### [TASK DIRECTIONS]
The entries below should be written out again exactly as they stand.

### [Collected data entries]

******

//! Seam between the enrollment flow and the payment enabler.
//!
//! Only [`MockGateway`] exists today: it synthesizes the init response and
//! decides confirmations with a weighted coin flip. A client for the real
//! PatPass API would implement the same trait.

use std::sync::{Arc, Mutex};

use async_trait::async_trait;
use rand::rngs::StdRng;
use rand::{Rng, SeedableRng};
use serde::{Deserialize, Serialize};
use tracing::{debug, warn};

use super::ids::IdGenerator;
use super::initiator::EnrollmentRequest;
use super::store::PendingEnrollment;
use crate::errors::EnrollmentError;

pub const DEFAULT_SUCCESS_RATE: f64 = 0.9;

/// Response of the init call: where the cardholder signs the mandate.
#[derive(Debug, Clone, PartialEq, Serialize, Deserialize)]
pub struct GatewayInit {
    pub token: String,
    pub url: String,
}

#[derive(Debug, Clone, Copy, PartialEq, Eq)]
pub enum Verdict {
    Confirmed,
    Rejected,
}

#[async_trait]
pub trait EnrollmentGateway: Send + Sync {
    async fn init(&self, request: &EnrollmentRequest) -> Result<GatewayInit, EnrollmentError>;

    async fn confirm(
        &self,
        token: &str,
        tbk_token: &str,
        pending: &PendingEnrollment,
    ) -> Result<Verdict, EnrollmentError>;
}

/// Test-environment stand-in for the payment enabler.
///
/// Confirms with probability `success_rate`; this is a fixture, not a model
/// of the real service.
pub struct MockGateway {
    ids: Arc<IdGenerator>,
    base_url: String,
    success_rate: f64,
    rng: Mutex<StdRng>,
}

impl MockGateway {
    pub fn new(ids: Arc<IdGenerator>, base_url: impl Into<String>, success_rate: f64) -> Self {
        Self::with_rng(ids, base_url, success_rate, StdRng::from_os_rng())
    }

    pub fn seeded(
        ids: Arc<IdGenerator>,
        base_url: impl Into<String>,
        success_rate: f64,
        seed: u64,
    ) -> Self {
        Self::with_rng(ids, base_url, success_rate, StdRng::seed_from_u64(seed))
    }

    fn with_rng(
        ids: Arc<IdGenerator>,
        base_url: impl Into<String>,
        success_rate: f64,
        rng: StdRng,
    ) -> Self {
        let success_rate = if success_rate.is_finite() {
            success_rate.clamp(0.0, 1.0)
        } else {
            warn!(success_rate, "non-finite success rate, using default");
            DEFAULT_SUCCESS_RATE
        };
        Self {
            ids,
            base_url: base_url.into().trim_end_matches('/').to_string(),
            success_rate,
            rng: Mutex::new(rng),
        }
    }

    pub fn success_rate(&self) -> f64 {
        self.success_rate
    }

    fn draw(&self) -> Result<f64, EnrollmentError> {
        let mut rng = self
            .rng
            .lock()
            .map_err(|_| EnrollmentError::Gateway("mock gateway rng lock poisoned".to_string()))?;
        Ok(rng.random::<f64>())
    }
}

#[async_trait]
impl EnrollmentGateway for MockGateway {
    async fn init(&self, request: &EnrollmentRequest) -> Result<GatewayInit, EnrollmentError> {
        let token = self.ids.gateway_token();
        let url = format!(
            "{}/webpay/patpass/init?token={}",
            self.base_url,
            self.ids.clock().now_millis()
        );
        debug!(buy_order = %request.buy_order, %token, "mock gateway init");
        Ok(GatewayInit { token, url })
    }

    async fn confirm(
        &self,
        token: &str,
        tbk_token: &str,
        pending: &PendingEnrollment,
    ) -> Result<Verdict, EnrollmentError> {
        let confirmed = self.draw()? < self.success_rate;
        debug!(
            %token,
            %tbk_token,
            buy_order = %pending.buy_order,
            confirmed,
            "mock gateway confirm"
        );
        Ok(if confirmed {
            Verdict::Confirmed
        } else {
            Verdict::Rejected
        })
    }
}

******

### [EXERCISE ANSWER]
//! Seam between the enrollment flow and the payment enabler.
//!
//! Only [`MockGateway`] exists today: it synthesizes the init response and
//! decides confirmations with a weighted coin flip. A client for the real
//! PatPass API would implement the same trait.

use std::sync::{Arc, Mutex};

use async_trait::async_trait;
use rand::rngs::StdRng;
use rand::{Rng, SeedableRng};
use serde::{Deserialize, Serialize};
use tracing::{debug, warn};

use super::ids::IdGenerator;
use super::initiator::EnrollmentRequest;
use super::store::PendingEnrollment;
use crate::errors::EnrollmentError;

pub const DEFAULT_SUCCESS_RATE: f64 = 0.9;

/// Response of the init call: where the cardholder signs the mandate.
#[derive(Debug, Clone, PartialEq, Serialize, Deserialize)]
pub struct GatewayInit {
    pub token: String,
    pub url: String,
}

#[derive(Debug, Clone, Copy, PartialEq, Eq)]
pub enum Verdict {
    Confirmed,
    Rejected,
}

#[async_trait]
pub trait EnrollmentGateway: Send + Sync {
    async fn init(&self, request: &EnrollmentRequest) -> Result<GatewayInit, EnrollmentError>;

    async fn confirm(
        &self,
        token: &str,
        tbk_token: &str,
        pending: &PendingEnrollment,
    ) -> Result<Verdict, EnrollmentError>;
}

/// Test-environment stand-in for the payment enabler.
///
/// Confirms with probability `success_rate`; this is a fixture, not a model
/// of the real service.
pub struct MockGateway {
    ids: Arc<IdGenerator>,
    base_url: String,
    success_rate: f64,
    rng: Mutex<StdRng>,
}

impl MockGateway {
    pub fn new(ids: Arc<IdGenerator>, base_url: impl Into<String>, success_rate: f64) -> Self {
        Self::with_rng(ids, base_url, success_rate, StdRng::from_os_rng())
    }

    pub fn seeded(
        ids: Arc<IdGenerator>,
        base_url: impl Into<String>,
        success_rate: f64,
        seed: u64,
    ) -> Self {
        Self::with_rng(ids, base_url, success_rate, StdRng::seed_from_u64(seed))
    }

    fn with_rng(
        ids: Arc<IdGenerator>,
        base_url: impl Into<String>,
        success_rate: f64,
        rng: StdRng,
    ) -> Self {
        let success_rate = if success_rate.is_finite() {
            success_rate.clamp(0.0, 1.0)
        } else {
            warn!(success_rate, "non-finite success rate, using default");
            DEFAULT_SUCCESS_RATE
        };
        Self {
            ids,
            base_url: base_url.into().trim_end_matches('/').to_string(),
            success_rate,
            rng: Mutex::new(rng),
        }
    }

    pub fn success_rate(&self) -> f64 {
        self.success_rate
    }

    fn draw(&self) -> Result<f64, EnrollmentError> {
        let mut rng = self
            .rng
            .lock()
            .map_err(|_| EnrollmentError::Gateway("mock gateway rng lock poisoned".to_string()))?;
        Ok(rng.random::<f64>())
    }
}

#[async_trait]
impl EnrollmentGateway for MockGateway {
    async fn init(&self, request: &EnrollmentRequest) -> Result<GatewayInit, EnrollmentError> {
        let token = self.ids.gateway_token();
        let url = format!(
            "{}/webpay/patpass/init?token={}",
            self.base_url,
            self.ids.clock().now_millis()
        );
        debug!(buy_order = %request.buy_order, %token, "mock gateway init");
        Ok(GatewayInit { token, url })
    }

    async fn confirm(
        &self,
        token: &str,
        tbk_token: &str,
        pending: &PendingEnrollment,
    ) -> Result<Verdict, EnrollmentError> {
        let confirmed = self.draw()? < self.success_rate;
        debug!(
            %token,
            %tbk_token,
            buy_order = %pending.buy_order,
            confirmed,
            "mock gateway confirm"
        );
        Ok(if confirmed {
            Verdict::Confirmed
        } else {
            Verdict::Rejected
        })
    }
}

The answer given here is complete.